These first five artist’s works were chosen because of their purity in having kept their digital tools limited to mainly those that mimic “natural media”. In doing so, work like Mavi Roberto’s “Colfuto” clearly demonstrates the looseness and spontaneity of line that can be achieved with digital drawing tools and a pressure sensitive tablet. Areas of flat pure color allow the textured chalk-like marks to come forward and Mavi has selected a controlled palette of colors that keep this image fresh and full of fun, like notes from a day at the beach.

Joan Myerson Shrager

Here, again, is the spontaneity of digital paint and draw software celebrated within this piece by Joan Myerson Shrager. “Contemplative Nude” is all about line and color and volumes described in large swooping motions. And, while the suggested figure appears at rest, the energy of the drawing and the layers of color are a delightful dance. Shrager may have fudged a bit and moved out of the natural media tools by using a digital masking technique to create some precisely placed and interesting drop shadows or she could have taken advantage of digital image layers. But then, a watercolorist or airbrush artist would have used masking foil to aid them in creating the same effect, which adds lots of interesting dimension and weight to the piece. As with traditional media there’s always more than one way to create a desired effect.

Jago Titcomb

In this piece, Jago Titcomb has created a much more gritty and sober feeling. Texture abounds in this piece and even the apparent light source in the upper right hand corner seems to erode the image rather than illuminate it. A winged creature, perhaps an angel, which has fallen, at least, to the bottom of the picture frame seems etched out of stone and yet the texture also retains a lot of the appearance of ink and watercolor media. Transparent rays of an aura behind the figure’s head and some very expressive eyes lend this image a lot of narrative potential, which is of course the goal of any good illustration.

D.L. Zimmerman

D.L. Zimmerman’s work is notable because he uses the mouse as his drawing tool. I know a couple of other artist who also have not given into the luxury of the pressure sensitive tablet, which is something I find pretty amazing in itself. However, the thick sumi ink-like brush strokes, which expressively defines the figure in “Tulare County 2” and sets it off from the background of more softly blended colors, bears good witness to the fact that the art lies in the hand and eye of the artist and not in their tools. I love the stark whiteness of the figure and well chosen touches of color that define the subject’s features.

Steiner Rosenburg

Finally, under the heading of “paint and draw” I just had to include this example of Steiner Rosenburg’s work. The simplicity of this piece entitled “Midsummer Day” is intriguing. I enjoy the curves and weight of its few lines and even though he probably used a gradient filter to create the smooth glow that represents the sun’s energy, this piece is mostly about how expressive a simple drawing can be.
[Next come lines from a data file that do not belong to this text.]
//! # Cancellable queue consumer.
//!
//! Drains a [`JobSource`], invoking a handler per job, until the source is
//! exhausted, the context ends, or the handler fails.
//!
//! ## Loop
//! ```text
//! loop {
//!   ├─► ctx done?                 ─► ConsumerStopped, Err(ctx reason)
//!   ├─► select! (biased) { ctx.done() ─► ConsumerStopped, Err(ctx reason)
//!   │                      source.next_job() }
//!   │       ├─ None, cut short    ─► ConsumerStopped, Err(close reason)
//!   │       └─ None               ─► ConsumerExhausted, Ok(())
//!   ├─► ctx done? (job and cancel observable together: cancel wins, job dropped)
//!   └─► handler(ctx, job).await   (never interrupted once started)
//!           ├─ Ok      ─► continue
//!           ├─ Err(e)  ─► HandlerFailed, Err(Handler(e))
//!           └─ panic   ─► CallbackPanicked, Err(Panicked)
//! }
//! ```

use std::future::Future;

use async_trait::async_trait;
use tokio::sync::mpsc;

use crate::context::Context;
use crate::core::fault::contain;
use crate::error::{BoxError, FlowError};
use crate::events::{Bus, Event, EventKind};

const SCOPE: &str = "process_all";

/// # Source of jobs for [`Flow::process_all`](crate::Flow::process_all).
///
/// `None` means the source is exhausted and no further jobs will arrive.
///
/// Implemented for tokio `mpsc` receivers, for [`Outlet`](crate::Outlet)s
/// and, through [`IterSource`], for any iterator.
#[async_trait]
pub trait JobSource<T: Send>: Send {
    /// Waits for the next job.
    async fn next_job(&mut self) -> Option<T>;

    /// Why the source ended, if it was cut short rather than exhausted.
    ///
    /// Asked once, after [`next_job`](Self::next_job) returned `None`.
    fn close_reason(&mut self) -> Option<FlowError> {
        None
    }
}

#[async_trait]
impl<T: Send> JobSource<T> for mpsc::Receiver<T> {
    async fn next_job(&mut self) -> Option<T> {
        self.recv().await
    }
}

#[async_trait]
impl<T: Send> JobSource<T> for mpsc::UnboundedReceiver<T> {
    async fn next_job(&mut self) -> Option<T> {
        self.recv().await
    }
}

/// Adapts an iterator into a [`JobSource`].
///
/// # Example
/// ```
/// use ctxflow::{Config, Context, Flow, IterSource};
///
/// # #[tokio::main(flavor = "current_thread")]
/// # async fn main() {
/// let flow = Flow::new(Config::default());
/// let res = flow
///     .process_all(&Context::background(), IterSource::new(1..=3), |_ctx, job: u32| async move {
///         assert!(job <= 3);
///         Ok::<_, std::io::Error>(())
///     })
///     .await;
/// assert!(res.is_ok());
/// # }
/// ```
#[derive(Debug, Clone)]
pub struct IterSource<I> {
    iter: I,
}

impl<I> IterSource<I> {
    /// Wraps anything iterable.
    pub fn new(iter: impl IntoIterator<IntoIter = I>) -> Self {
        Self {
            iter: iter.into_iter(),
        }
    }
}

#[async_trait]
impl<I> JobSource<I::Item> for IterSource<I>
where
    I: Iterator + Send,
    I::Item: Send,
{
    async fn next_job(&mut self) -> Option<I::Item> {
        self.iter.next()
    }
}

/// Drains `source` through `handler` under `ctx`.
pub(crate) async fn process_all<T, S, H, Fut, E>(
    ctx: &Context,
    mut source: S,
    handler: H,
    bus: &Bus,
) -> Result<(), FlowError>
where
    T: Send,
    S: JobSource<T>,
    H: Fn(Context, T) -> Fut,
    Fut: Future<Output = Result<(), E>>,
    E: Into<BoxError>,
{
    let mut handled: u64 = 0;

    loop {
        if let Some(reason) = ctx.err() {
            return Err(stopped(bus, handled, reason.into()));
        }

        let job = tokio::select! {
            biased;
            _ = ctx.done() => None,
            job = source.next_job() => match job {
                Some(job) => Some(job),
                None => {
                    if let Some(reason) = source.close_reason() {
                        return Err(stopped(bus, handled, reason));
                    }
                    bus.publish(
                        Event::new(EventKind::ConsumerExhausted)
                            .with_scope(SCOPE)
                            .with_count(handled),
                    );
                    return Ok(());
                }
            },
        };
        let Some(job) = job else { continue };

        if let Some(reason) = ctx.err() {
            return Err(stopped(bus, handled, reason.into()));
        }

        match contain(async { handler(ctx.clone(), job).await }).await {
            Ok(Ok(())) => handled += 1,
            Ok(Err(e)) => {
                let err = FlowError::handler(e);
                bus.publish(
                    Event::new(EventKind::HandlerFailed)
                        .with_scope(SCOPE)
                        .with_count(handled)
                        .with_reason(err.to_string()),
                );
                return Err(err);
            }
            Err(panicked) => {
                bus.publish(Event::callback_panicked(SCOPE, panicked.to_string()));
                return Err(panicked);
            }
        }
    }
}

fn stopped(bus: &Bus, handled: u64, err: FlowError) -> FlowError {
    bus.publish(
        Event::new(EventKind::ConsumerStopped)
            .with_scope(SCOPE)
            .with_count(handled)
            .with_reason(err.as_label()),
    );
    err
}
Even though it is “midsummer” I see in the saturated colors the summer of or near the Arctic Circle where all the sun’s energy still cannot fully pierce all that atmosphere. And yet, there is all the playfulness of summer in the depiction of the sun’s “rays” and the drop shadowed rectangle that floats above a saturated cool spring green.


Jeff Alu

The basic challenge of photography is to take an image of the natural world and move us beyond our everyday experience. One of the techniques employed to do this is controlling the tonality of the print to reveal otherwise hidden textures and to place and emphasize lights and darks to achieve an expanded sense of composition. When I saw this photo by Jeff Alu, entitled “Poles”, I experience just this sort of epiphany. Yes, here are telephone poles and even if I had recognized the similarity between these poles and the crucifix for myself many years ago; this photo brings that observation home so powerfully as to make me feel that I am seeing the concept for the first time. With dramatic use of “dodge and burn” tools, Jeff has created a heightened sense of drama in the clouds and puddles of water and created a scene that recalls how these implements of death and torture have lined countless roadways, but then, here they are… just innocent poles.

Steve Bingham

Digital photo-manipulation offers simple tools and processes that immediately expand what is possible. I do not believe I have seen a combination of black and white photography and full color in a single image until the innovation of digital image editing software. I believe the two sets of chemistry required would not be compatible. Steve Bingham’s example “Old Colorado Cabin” demonstrates how a good photo of an interesting subject can be pushed even further by careful digital manipulation. The cabin with its washed out color creates such a nice transition between the black and white sky and the full color hillside that you have to look twice to see what is going on in this interesting and expressive photograph. This is a good straightforward example of how digital tools have expanded the aesthetic possibilities of traditional photography.

Ricardo Baez Duarte

And, when it comes to manipulating color, adding texture and lending precise control to focus and cropping there is simply no better more efficient tools in current photography than the computer. For example, this photo by Ricardo Baez Duarte from his “Memories and Solitude” series has it all. A minimal subject (broom in a corner) is, by coloration and texture, made into something quite a bit more significant. The “old world” colors and the texture which darkens and makes the surface of the photo appear grimy and almost ancient, as well as, very careful composition which takes the corner and the broom out beyond where we would expect it to be, even more isolated, makes it all a bit more sad and quite. Only the artifact of human beings…how long departed? Like a scene from Pompeii.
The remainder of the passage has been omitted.